When you go out club-hopping in LA. or New York, do you feel that’s a night out for you or are you scouting?
It depends. I’m always scouting. I’m a sponge and I see things and I reinterpret it, regurgitate it or whatever; I’m also very inspired by it. I like to watch people at The Vault just as much as people at the Beverly Center [an upscale L.A. mall]. I mean, there are freaks everywhere. And the best thing in the world about being anonymous is that you can watch people instead of being the person that’s watched.
Do you ever get sick of being Madonna?
Yes, I do. I do. Sometimes, I just want to go to a movie and not have someone pull on my shirt, you know what I mean? I mean, I can’t go grocery shopping, and a lot of times, my secretaries don’t get me what I want. And I think, “God, if I could just go myself, I’d get the right kind of cereal.”
What’s the distinction for you between eroticism and pornography? Is there anything you consider pornographic?

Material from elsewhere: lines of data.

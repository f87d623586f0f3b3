use std::mem::MaybeUninit;
use std::ops::{Index, IndexMut};
use std::vec::Drain;

use crate::utilities::memory::buffer_pool::BufferPool;

/// List built on top of pooled buffers.
///
/// Growth goes through the pool: the old span is returned and a larger one taken, so lists that are
/// rebuilt every pass keep reusing the same memory.
pub struct QuickList<T> {
    span: Vec<T>,
}

impl<T> Default for QuickList<T> {
    fn default() -> Self {
        Self { span: Vec::new() }
    }
}

impl<T: Send + 'static> QuickList<T> {
    /// Creates a new list with minimum capacity from a pool.
    #[inline(always)]
    pub fn with_capacity(minimum_initial_count: usize, pool: &mut BufferPool) -> Self {
        Self {
            span: pool.take_at_least(minimum_initial_count),
        }
    }

    /// Number of elements in the list.
    #[inline(always)]
    pub fn count(&self) -> usize {
        self.span.len()
    }

    #[inline(always)]
    pub fn is_empty(&self) -> bool {
        self.span.is_empty()
    }

    /// Gets the capacity of the backing span.
    #[inline(always)]
    pub fn capacity(&self) -> usize {
        self.span.capacity()
    }

    /// Ensures that the list has enough room to hold the specified number of elements.
    pub fn ensure_capacity(&mut self, count: usize, pool: &mut BufferPool) {
        if count > self.span.capacity() {
            let mut new_span = pool.take_at_least::<T>(count);
            new_span.append(&mut self.span);
            let old_span = std::mem::replace(&mut self.span, new_span);
            if old_span.capacity() > 0 {
                pool.return_buffer(old_span);
            }
        }
    }

    /// Adds an element to the list without growing. Capacity must already be available.
    #[inline(always)]
    pub fn add_unsafely(&mut self, element: T) {
        debug_assert!(
            self.span.len() < self.span.capacity(),
            "Adding would exceed capacity."
        );
        self.span.push(element);
    }

    /// Adds an element to the list, resizing through the pool if necessary.
    #[inline(always)]
    pub fn add(&mut self, element: T, pool: &mut BufferPool) {
        if self.span.len() == self.span.capacity() {
            self.ensure_capacity((self.span.len() * 2).max(4), pool);
        }
        self.span.push(element);
    }

    #[inline(always)]
    pub fn as_slice(&self) -> &[T] {
        &self.span
    }

    #[inline(always)]
    pub fn as_mut_slice(&mut self) -> &mut [T] {
        &mut self.span
    }

    #[inline(always)]
    pub fn iter(&self) -> std::slice::Iter<'_, T> {
        self.span.iter()
    }

    /// Removes every element, handing them out by value.
    #[inline(always)]
    pub fn drain(&mut self) -> Drain<'_, T> {
        self.span.drain(..)
    }

    #[inline(always)]
    pub fn clear(&mut self) {
        self.span.clear();
    }

    /// Uninitialized memory past the last element.
    #[inline(always)]
    pub fn spare_capacity_mut(&mut self) -> &mut [MaybeUninit<T>] {
        self.span.spare_capacity_mut()
    }

    /// Sets the element count after elements were written into spare capacity.
    ///
    /// # Safety
    ///
    /// `count` must not exceed the capacity and every element below `count` must be initialized.
    #[inline(always)]
    pub unsafe fn set_count(&mut self, count: usize) {
        self.span.set_len(count);
    }

    /// Returns the resources associated with the list to the pool.
    pub fn dispose(self, pool: &mut BufferPool) {
        if self.span.capacity() > 0 {
            pool.return_buffer(self.span);
        }
    }
}

impl<T> Index<usize> for QuickList<T> {
    type Output = T;

    #[inline(always)]
    fn index(&self, index: usize) -> &T {
        &self.span[index]
    }
}

impl<T> IndexMut<usize> for QuickList<T> {
    #[inline(always)]
    fn index_mut(&mut self, index: usize) -> &mut T {
        &mut self.span[index]
    }
}
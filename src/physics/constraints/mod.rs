pub mod ball_socket;
pub mod body_references;
pub mod center_distance_constraint;
pub mod constraint_checker;
pub mod constraint_description;
pub mod contact;
pub mod distance_limit;
pub mod one_body_linear_servo;
pub mod servo_settings;
pub mod spring_settings;
pub mod type_batch;

pub use self::ball_socket::{BallSocket, BallSocketPrestepData};
pub use self::body_references::{OneBodyReferences, TwoBodyReferences};
pub use self::center_distance_constraint::{CenterDistanceConstraint, CenterDistancePrestepData};
pub use self::constraint_description::ConstraintDescription;
pub use self::distance_limit::{DistanceLimit, DistanceLimitPrestepData};
pub use self::one_body_linear_servo::{OneBodyLinearServo, OneBodyLinearServoPrestepData};
pub use self::servo_settings::{ServoSettings, ServoSettingsWide};
pub use self::spring_settings::{SpringSettings, SpringSettingsWide};
pub use self::type_batch::TypeBatch;
use glam::Vec3;

use crate::physics::constraints::body_references::TwoBodyReferences;
use crate::physics::constraints::constraint_checker::ConstraintChecker;
use crate::physics::constraints::constraint_description::ConstraintDescription;
use crate::physics::constraints::spring_settings::{SpringSettings, SpringSettingsWide};
use crate::utilities::gather_scatter::{BundleLayout, GatherScatter};
use crate::utilities::vector::Vector;
use crate::utilities::vector3_wide::Vector3Wide;

/// Constrains points on two bodies to be separated by a distance within a range.
#[derive(Debug, Clone, Copy, PartialEq)]
pub struct DistanceLimit {
    /// Local offset from the center of body A to its attachment point.
    pub local_offset_a: Vec3,
    /// Local offset from the center of body B to its attachment point.
    pub local_offset_b: Vec3,
    /// Minimum distance permitted between the point on A and the point on B.
    pub minimum_distance: f32,
    /// Maximum distance permitted between the point on A and the point on B.
    pub maximum_distance: f32,
    pub spring_settings: SpringSettings,
}

impl DistanceLimit {
    pub fn new(
        local_offset_a: Vec3,
        local_offset_b: Vec3,
        minimum_distance: f32,
        maximum_distance: f32,
        spring_settings: SpringSettings,
    ) -> Self {
        Self {
            local_offset_a,
            local_offset_b,
            minimum_distance,
            maximum_distance,
            spring_settings,
        }
    }
}

#[repr(C)]
#[derive(Clone, Copy, Debug, Default)]
pub struct DistanceLimitPrestepData {
    pub local_offset_a: Vector3Wide,
    pub local_offset_b: Vector3Wide,
    pub minimum_distance: Vector<f32>,
    pub maximum_distance: Vector<f32>,
    pub spring_settings: SpringSettingsWide,
}

unsafe impl BundleLayout for DistanceLimitPrestepData {}

impl ConstraintDescription for DistanceLimit {
    const TYPE_ID: usize = 34;
    type Prestep = DistanceLimitPrestepData;
    type BodyReferences = TwoBodyReferences;

    fn apply_description(&self, prestep: &mut DistanceLimitPrestepData, inner_index: usize) {
        debug_assert!(
            ConstraintChecker::is_nonnegative_number(self.minimum_distance)
                && self.maximum_distance >= self.minimum_distance,
            "DistanceLimit requires 0 <= minimum_distance <= maximum_distance."
        );
        ConstraintChecker::assert_valid_spring_settings(&self.spring_settings, "DistanceLimit");
        prestep.local_offset_a.write_slot(self.local_offset_a, inner_index);
        prestep.local_offset_b.write_slot(self.local_offset_b, inner_index);
        *GatherScatter::get_mut(&mut prestep.minimum_distance, inner_index) = self.minimum_distance;
        *GatherScatter::get_mut(&mut prestep.maximum_distance, inner_index) = self.maximum_distance;
        prestep.spring_settings.write_slot(&self.spring_settings, inner_index);
    }

    fn build_description(prestep: &DistanceLimitPrestepData, inner_index: usize) -> Self {
        Self {
            local_offset_a: prestep.local_offset_a.read_slot(inner_index),
            local_offset_b: prestep.local_offset_b.read_slot(inner_index),
            minimum_distance: *GatherScatter::get(&prestep.minimum_distance, inner_index),
            maximum_distance: *GatherScatter::get(&prestep.maximum_distance, inner_index),
            spring_settings: prestep.spring_settings.read_slot(inner_index),
        }
    }
}
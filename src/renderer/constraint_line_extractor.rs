use tracing::debug;

use crate::extraction::config::ExtractorConfig;
use crate::extraction::error::Result;
use crate::extraction::executor::{ConstraintExtractor, ExtractionStats};
use crate::extraction::job_planner::ConstraintCategories;
use crate::physics::bodies::Bodies;
use crate::physics::constraints::contact::{Contact1, Contact1OneBody};
use crate::physics::constraints::{
    BallSocket, CenterDistanceConstraint, ConstraintDescription, DistanceLimit, OneBodyLinearServo,
};
use crate::physics::solver::Solver;
use crate::renderer::line_extractors::{
    BallSocketLineExtractor, CenterDistanceLineExtractor, Contact1LineExtractor,
    Contact1OneBodyLineExtractor, DistanceLimitLineExtractor, OneBodyLinearServoLineExtractor,
};
use crate::renderer::line_instance::LineInstance;
use crate::utilities::collections::quicklist::QuickList;
use crate::utilities::memory::buffer_pool::BufferPool;
use crate::utilities::thread_dispatcher::ThreadDispatcher;

/// Builds debug lines for every constraint type with a line extractor.
///
/// Ships extractors for the ball socket, center distance, distance limit, one body linear servo and
/// single contact types. Other types can be registered through [`Self::extractor_mut`].
pub struct ConstraintLineExtractor {
    extractor: ConstraintExtractor<LineInstance>,
}

impl ConstraintLineExtractor {
    pub fn new(config: ExtractorConfig, pool: &mut BufferPool) -> Result<Self> {
        let mut extractor = ConstraintExtractor::new(config, pool)?;
        extractor.register(BallSocket::TYPE_ID, BallSocketLineExtractor);
        extractor.register(CenterDistanceConstraint::TYPE_ID, CenterDistanceLineExtractor);
        extractor.register(DistanceLimit::TYPE_ID, DistanceLimitLineExtractor);
        extractor.register(OneBodyLinearServo::TYPE_ID, OneBodyLinearServoLineExtractor);
        extractor.register(Contact1OneBody::TYPE_ID, Contact1OneBodyLineExtractor);
        extractor.register(Contact1::TYPE_ID, Contact1LineExtractor);
        debug!(
            registered = extractor.registry().registered_count(),
            "constraint line extractor ready"
        );
        Ok(Self { extractor })
    }

    #[inline]
    pub fn extractor(&self) -> &ConstraintExtractor<LineInstance> {
        &self.extractor
    }

    /// Gives access to the registry and the enabled flag, e.g. to add lines for custom types.
    #[inline]
    pub fn extractor_mut(&mut self) -> &mut ConstraintExtractor<LineInstance> {
        &mut self.extractor
    }

    /// Appends lines for joints and/or contacts to `lines`.
    #[allow(clippy::too_many_arguments)]
    pub fn add_instances(
        &mut self,
        bodies: &Bodies,
        solver: &Solver,
        show_constraints: bool,
        show_contacts: bool,
        lines: &mut QuickList<LineInstance>,
        pool: &mut BufferPool,
        dispatcher: &dyn ThreadDispatcher,
    ) -> ExtractionStats {
        let categories = ConstraintCategories {
            constraints: show_constraints,
            contacts: show_contacts,
        };
        self.extractor
            .add_instances(bodies, solver, &categories, lines, pool, dispatcher)
    }

    pub fn dispose(self, pool: &mut BufferPool) {
        self.extractor.dispose(pool);
    }
}
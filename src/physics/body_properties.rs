use glam::{Quat, Vec3};

/// Represents a rigid transformation.
#[repr(C)]
#[derive(Debug, Clone, Copy, PartialEq)]
pub struct RigidPose {
    /// Orientation of the pose.
    pub orientation: Quat,
    /// Position of the pose.
    pub position: Vec3,
}

impl RigidPose {
    pub const IDENTITY: Self = Self {
        orientation: Quat::IDENTITY,
        position: Vec3::ZERO,
    };

    #[inline(always)]
    pub fn new(position: Vec3, orientation: Quat) -> Self {
        Self {
            orientation,
            position,
        }
    }

    #[inline(always)]
    pub fn from_position(position: Vec3) -> Self {
        Self::new(position, Quat::IDENTITY)
    }

    /// Transforms a point from the pose's local space into world space.
    #[inline(always)]
    pub fn transform(&self, local_point: Vec3) -> Vec3 {
        self.position + self.orientation * local_point
    }
}

impl Default for RigidPose {
    fn default() -> Self {
        Self::IDENTITY
    }
}

/// Location of a body in memory.
#[derive(Debug, Clone, Copy, PartialEq, Eq)]
pub struct BodyMemoryLocation {
    /// Index of the set owning the body reference. 0 = awake, >0 = sleeping island.
    pub set_index: usize,
    /// Index of the body within its owning set.
    pub index: usize,
}
use glam::Vec3;

use crate::extraction::type_extractor::LaneExtractor;
use crate::physics::bodies::Bodies;
use crate::physics::constraints::body_references::{OneBodyReferences, TwoBodyReferences};
use crate::physics::constraints::contact::{Contact1OneBodyPrestepData, Contact1PrestepData};
use crate::physics::constraints::{
    BallSocketPrestepData, CenterDistancePrestepData, DistanceLimitPrestepData,
    OneBodyLinearServoPrestepData,
};
use crate::renderer::line_instance::LineInstance;
use crate::utilities::collections::quicklist::QuickList;
use crate::utilities::gather_scatter::OffsetView;

const BACKGROUND_COLOR: Vec3 = Vec3::ZERO;
const OFFSET_COLOR: Vec3 = Vec3::new(0.2, 0.2, 1.0);
const ERROR_COLOR: Vec3 = Vec3::new(1.0, 0.0, 0.0);
const SATISFIED_COLOR: Vec3 = Vec3::new(0.0, 1.0, 0.0);
const TARGET_COLOR: Vec3 = Vec3::new(1.0, 1.0, 0.0);
const PENETRATING_CONTACT_COLOR: Vec3 = Vec3::new(1.0, 0.5, 0.0);
const SPECULATIVE_CONTACT_COLOR: Vec3 = Vec3::new(0.3, 0.3, 0.3);

/// Length of the line drawn along a contact normal.
pub const CONTACT_NORMAL_LENGTH: f32 = 0.2;

#[inline(always)]
fn push_line(output: &mut QuickList<LineInstance>, start: Vec3, end: Vec3, color: Vec3, tint: Vec3) {
    output.add_unsafely(LineInstance::new(start, end, color * tint, BACKGROUND_COLOR));
}

/// Body A to its anchor, body B to its anchor, and the gap between the anchors.
pub struct BallSocketLineExtractor;

impl LaneExtractor<LineInstance> for BallSocketLineExtractor {
    type Prestep = BallSocketPrestepData;
    type BodyReferences = TwoBodyReferences;

    fn items_per_constraint(&self) -> usize {
        3
    }

    fn extract(
        &self,
        prestep: OffsetView<'_, BallSocketPrestepData>,
        set_index: usize,
        body_indices: &[usize],
        bodies: &Bodies,
        tint: Vec3,
        output: &mut QuickList<LineInstance>,
    ) {
        let pose_a = bodies.get_pose(set_index, body_indices[0]);
        let pose_b = bodies.get_pose(set_index, body_indices[1]);
        let anchor_a = pose_a.transform(prestep.vector3(|p| &p.local_offset_a));
        let anchor_b = pose_b.transform(prestep.vector3(|p| &p.local_offset_b));
        push_line(output, pose_a.position, anchor_a, OFFSET_COLOR, tint);
        push_line(output, pose_b.position, anchor_b, OFFSET_COLOR, tint);
        push_line(output, anchor_a, anchor_b, ERROR_COLOR, tint);
    }
}

/// A line between the two body centers, colored by how far the distance is from the target.
pub struct CenterDistanceLineExtractor;

impl LaneExtractor<LineInstance> for CenterDistanceLineExtractor {
    type Prestep = CenterDistancePrestepData;
    type BodyReferences = TwoBodyReferences;

    fn items_per_constraint(&self) -> usize {
        1
    }

    fn extract(
        &self,
        prestep: OffsetView<'_, CenterDistancePrestepData>,
        set_index: usize,
        body_indices: &[usize],
        bodies: &Bodies,
        tint: Vec3,
        output: &mut QuickList<LineInstance>,
    ) {
        let position_a = bodies.get_pose(set_index, body_indices[0]).position;
        let position_b = bodies.get_pose(set_index, body_indices[1]).position;
        let target_distance = prestep.get(|p| &p.target_distance);
        let error = (position_a.distance(position_b) - target_distance).abs();
        let blend = (error / target_distance.max(1e-3)).min(1.0);
        let color = SATISFIED_COLOR.lerp(ERROR_COLOR, blend);
        push_line(output, position_a, position_b, color, tint);
    }
}

/// Offsets to both anchors plus the anchor separation, red while outside the distance range.
pub struct DistanceLimitLineExtractor;

impl LaneExtractor<LineInstance> for DistanceLimitLineExtractor {
    type Prestep = DistanceLimitPrestepData;
    type BodyReferences = TwoBodyReferences;

    fn items_per_constraint(&self) -> usize {
        3
    }

    fn extract(
        &self,
        prestep: OffsetView<'_, DistanceLimitPrestepData>,
        set_index: usize,
        body_indices: &[usize],
        bodies: &Bodies,
        tint: Vec3,
        output: &mut QuickList<LineInstance>,
    ) {
        let pose_a = bodies.get_pose(set_index, body_indices[0]);
        let pose_b = bodies.get_pose(set_index, body_indices[1]);
        let anchor_a = pose_a.transform(prestep.vector3(|p| &p.local_offset_a));
        let anchor_b = pose_b.transform(prestep.vector3(|p| &p.local_offset_b));
        let distance = anchor_a.distance(anchor_b);
        let within_limits = distance >= prestep.get(|p| &p.minimum_distance)
            && distance <= prestep.get(|p| &p.maximum_distance);
        let separation_color = if within_limits {
            SATISFIED_COLOR
        } else {
            ERROR_COLOR
        };
        push_line(output, pose_a.position, anchor_a, OFFSET_COLOR, tint);
        push_line(output, pose_b.position, anchor_b, OFFSET_COLOR, tint);
        push_line(output, anchor_a, anchor_b, separation_color, tint);
    }
}

/// Body center to its anchor, and the anchor to the servo target.
pub struct OneBodyLinearServoLineExtractor;

impl LaneExtractor<LineInstance> for OneBodyLinearServoLineExtractor {
    type Prestep = OneBodyLinearServoPrestepData;
    type BodyReferences = OneBodyReferences;

    fn items_per_constraint(&self) -> usize {
        2
    }

    fn extract(
        &self,
        prestep: OffsetView<'_, OneBodyLinearServoPrestepData>,
        set_index: usize,
        body_indices: &[usize],
        bodies: &Bodies,
        tint: Vec3,
        output: &mut QuickList<LineInstance>,
    ) {
        let pose = bodies.get_pose(set_index, body_indices[0]);
        let anchor = pose.transform(prestep.vector3(|p| &p.local_offset));
        let target = prestep.vector3(|p| &p.target);
        push_line(output, pose.position, anchor, OFFSET_COLOR, tint);
        push_line(output, anchor, target, TARGET_COLOR, tint);
    }
}

#[inline(always)]
fn push_contact(output: &mut QuickList<LineInstance>, contact: Vec3, normal: Vec3, depth: f32, tint: Vec3) {
    let color = if depth >= 0.0 {
        PENETRATING_CONTACT_COLOR
    } else {
        SPECULATIVE_CONTACT_COLOR
    };
    push_line(output, contact, contact + normal * CONTACT_NORMAL_LENGTH, color, tint);
}

/// The contact normal drawn from the contact point.
pub struct Contact1OneBodyLineExtractor;

impl LaneExtractor<LineInstance> for Contact1OneBodyLineExtractor {
    type Prestep = Contact1OneBodyPrestepData;
    type BodyReferences = OneBodyReferences;

    fn items_per_constraint(&self) -> usize {
        1
    }

    fn extract(
        &self,
        prestep: OffsetView<'_, Contact1OneBodyPrestepData>,
        set_index: usize,
        body_indices: &[usize],
        bodies: &Bodies,
        tint: Vec3,
        output: &mut QuickList<LineInstance>,
    ) {
        let position_a = bodies.get_pose(set_index, body_indices[0]).position;
        let contact = position_a + prestep.vector3(|p| &p.contact0.offset_a);
        let depth = prestep.get(|p| &p.contact0.depth);
        push_contact(output, contact, prestep.vector3(|p| &p.normal), depth, tint);
    }
}

pub struct Contact1LineExtractor;

impl LaneExtractor<LineInstance> for Contact1LineExtractor {
    type Prestep = Contact1PrestepData;
    type BodyReferences = TwoBodyReferences;

    fn items_per_constraint(&self) -> usize {
        1
    }

    fn extract(
        &self,
        prestep: OffsetView<'_, Contact1PrestepData>,
        set_index: usize,
        body_indices: &[usize],
        bodies: &Bodies,
        tint: Vec3,
        output: &mut QuickList<LineInstance>,
    ) {
        let position_a = bodies.get_pose(set_index, body_indices[0]).position;
        let contact = position_a + prestep.vector3(|p| &p.contact0.offset_a);
        let depth = prestep.get(|p| &p.contact0.depth);
        push_contact(output, contact, prestep.vector3(|p| &p.normal), depth, tint);
    }
}

#[cfg(test)]
mod tests {
    use super::*;
    use crate::physics::body_properties::RigidPose;
    use crate::physics::constraints::{
        ConstraintDescription, DistanceLimit, OneBodyLinearServo, ServoSettings, SpringSettings,
    };
    use crate::renderer::line_instance::pack_color;
    use crate::utilities::gather_scatter::GatherScatter;
    use crate::utilities::memory::buffer_pool::BufferPool;
    use crate::utilities::vector::VECTOR_WIDTH;
    use glam::Quat;

    fn run<E: LaneExtractor<LineInstance>>(
        extractor: &E,
        prestep: &E::Prestep,
        lane: usize,
        body_indices: &[usize],
        bodies: &Bodies,
    ) -> Vec<LineInstance> {
        let mut pool = BufferPool::new();
        let mut output = QuickList::with_capacity(extractor.items_per_constraint(), &mut pool);
        extractor.extract(
            GatherScatter::offset_view(prestep, lane),
            0,
            body_indices,
            bodies,
            Vec3::ONE,
            &mut output,
        );
        assert_eq!(output.count(), extractor.items_per_constraint());
        let lines = output.iter().copied().collect();
        output.dispose(&mut pool);
        lines
    }

    #[test]
    fn distance_limit_flags_violations() {
        let mut bodies = Bodies::new();
        bodies.add(RigidPose::from_position(Vec3::ZERO));
        bodies.add(RigidPose::new(Vec3::new(5.0, 0.0, 0.0), Quat::from_rotation_z(std::f32::consts::PI)));
        let lane = VECTOR_WIDTH - 1;
        let mut prestep = GatherScatter::zeroed::<DistanceLimitPrestepData>();
        DistanceLimit::new(Vec3::X, Vec3::X, 1.0, 2.0, SpringSettings::new(5.0, 1.0))
            .apply_description(&mut prestep, lane);
        let lines = run(&DistanceLimitLineExtractor, &prestep, lane, &[0, 1], &bodies);
        assert_eq!(lines[0].start, Vec3::ZERO);
        assert!(lines[0].end.abs_diff_eq(Vec3::X, 1e-5));
        // Body B is flipped, so its anchor sits at x = 4 and the anchors are 3 apart.
        assert!(lines[1].end.abs_diff_eq(Vec3::new(4.0, 0.0, 0.0), 1e-5));
        assert_eq!(lines[2].packed_color, pack_color(ERROR_COLOR));

        DistanceLimit::new(Vec3::X, Vec3::X, 1.0, 4.0, SpringSettings::new(5.0, 1.0))
            .apply_description(&mut prestep, lane);
        let lines = run(&DistanceLimitLineExtractor, &prestep, lane, &[0, 1], &bodies);
        assert_eq!(lines[2].packed_color, pack_color(SATISFIED_COLOR));
    }

    #[test]
    fn servo_points_at_target() {
        let mut bodies = Bodies::new();
        bodies.add(RigidPose::from_position(Vec3::new(0.0, 1.0, 0.0)));
        let mut prestep = GatherScatter::zeroed::<OneBodyLinearServoPrestepData>();
        OneBodyLinearServo {
            local_offset: Vec3::Z,
            target: Vec3::new(3.0, 3.0, 3.0),
            servo_settings: ServoSettings::DEFAULT,
            spring_settings: SpringSettings::new(5.0, 1.0),
        }
        .apply_description(&mut prestep, 0);
        let lines = run(&OneBodyLinearServoLineExtractor, &prestep, 0, &[0], &bodies);
        assert_eq!(lines[0].end, Vec3::new(0.0, 1.0, 1.0));
        assert_eq!(lines[1].start, Vec3::new(0.0, 1.0, 1.0));
        assert_eq!(lines[1].end, Vec3::new(3.0, 3.0, 3.0));
    }

    #[test]
    fn contacts_are_colored_by_depth() {
        let mut bodies = Bodies::new();
        bodies.add(RigidPose::from_position(Vec3::new(1.0, 0.0, 0.0)));
        let mut prestep = GatherScatter::zeroed::<Contact1OneBodyPrestepData>();
        prestep.contact0.offset_a.write_slot(Vec3::new(0.0, -0.5, 0.0), 0);
        prestep.contact0.depth[0] = -0.1;
        prestep.normal.write_slot(Vec3::Y, 0);
        let lines = run(&Contact1OneBodyLineExtractor, &prestep, 0, &[0], &bodies);
        assert_eq!(lines[0].start, Vec3::new(1.0, -0.5, 0.0));
        assert_eq!(lines[0].end, Vec3::new(1.0, -0.5 + CONTACT_NORMAL_LENGTH, 0.0));
        assert_eq!(lines[0].packed_color, pack_color(SPECULATIVE_CONTACT_COLOR));
    }
}
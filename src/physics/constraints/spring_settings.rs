use std::f32::consts::TAU;

use crate::utilities::gather_scatter::{BundleLayout, GatherScatter};
use crate::utilities::vector::Vector;

/// SIMD-wide spring settings.
#[repr(C)]
#[derive(Clone, Copy, Debug, Default)]
pub struct SpringSettingsWide {
    pub angular_frequency: Vector<f32>,
    pub twice_damping_ratio: Vector<f32>,
}

unsafe impl BundleLayout for SpringSettingsWide {}

impl SpringSettingsWide {
    #[inline(always)]
    pub fn write_slot(&mut self, source: &SpringSettings, inner_index: usize) {
        *GatherScatter::get_mut(&mut self.angular_frequency, inner_index) = source.angular_frequency;
        *GatherScatter::get_mut(&mut self.twice_damping_ratio, inner_index) =
            source.twice_damping_ratio;
    }

    #[inline(always)]
    pub fn read_slot(&self, inner_index: usize) -> SpringSettings {
        SpringSettings {
            angular_frequency: *GatherScatter::get(&self.angular_frequency, inner_index),
            twice_damping_ratio: *GatherScatter::get(&self.twice_damping_ratio, inner_index),
        }
    }
}

/// Scalar spring settings describing the frequency and damping of a springy constraint.
#[repr(C)]
#[derive(Debug, Clone, Copy, Default, PartialEq)]
pub struct SpringSettings {
    /// Target number of undamped oscillations per unit of time, scaled by 2 * PI.
    pub angular_frequency: f32,
    /// Twice the ratio of the spring's actual damping to its critical damping.
    pub twice_damping_ratio: f32,
}

impl SpringSettings {
    pub fn new(frequency: f32, damping_ratio: f32) -> Self {
        Self {
            angular_frequency: frequency * TAU,
            twice_damping_ratio: damping_ratio * 2.0,
        }
    }

    #[inline(always)]
    pub fn frequency(&self) -> f32 {
        self.angular_frequency / TAU
    }

    #[inline(always)]
    pub fn damping_ratio(&self) -> f32 {
        self.twice_damping_ratio / 2.0
    }
}
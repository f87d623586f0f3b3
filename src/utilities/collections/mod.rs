pub mod quicklist;

pub use quicklist::QuickList;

A snuff movie. The issue is consent, mutual consent.
Did everything you wanted in the book get in the book? No problems from Warner Books?
No, there was not one image that I really wanted that somebody said, “You can’t do this.” It was great.
Have you read Camille Paglia’s controversial essays on you? You’re a kind of goddess to her.
I know that I’m mentioned in all of her articles. She thinks she knows me really, really well. I’ve read lots of things she’s said about me. She was reviewing my appearance on “The Arsenio Hall Show” with Rosie O’Donnell, and I think I disappointed her because I just was being completely silly. I think Camille was expecting me to come out there and be some sort of feminist warrior for her.
Do you have any interest in meeting her?
First, I’d like to see her across the room and then I’d like to decide whether I want to approach her.
Are you aware that there’s this huge academic industry in writing about you?
Yes. It’s very amusing. It’s flattering.
Did you ever imagine …
See, I never imagined any of this. I never imagined any of it. But now it’s happened. It’s my life.
When you do a book like this, everyone asks, How is she going to top it? What do you have to do to got attention after you do “Sex”?
That’s implying that I just did it for attention. I mean, it’s an incredible insult. When De Niro does a great performance in a movie, does everyone say, “Well, what’s he going to do next?” So why do people do that to me?
Because there’s always a certain amount of scandal in your career.
But to me, the scandal is only a reflection of other people’s hang-ups. If only people would just judge it for what it was. Is it a good song, is it a good video, is it a good movie, is it a good book?
It’s just that the arena that I choose to express myself in is sexuality, and sexuality has always been a taboo subject. But I’m trying to change that. When people say, “What are you going to do next?” I just laugh, because I’m just going to do what I do, and I’m going to keep doing it.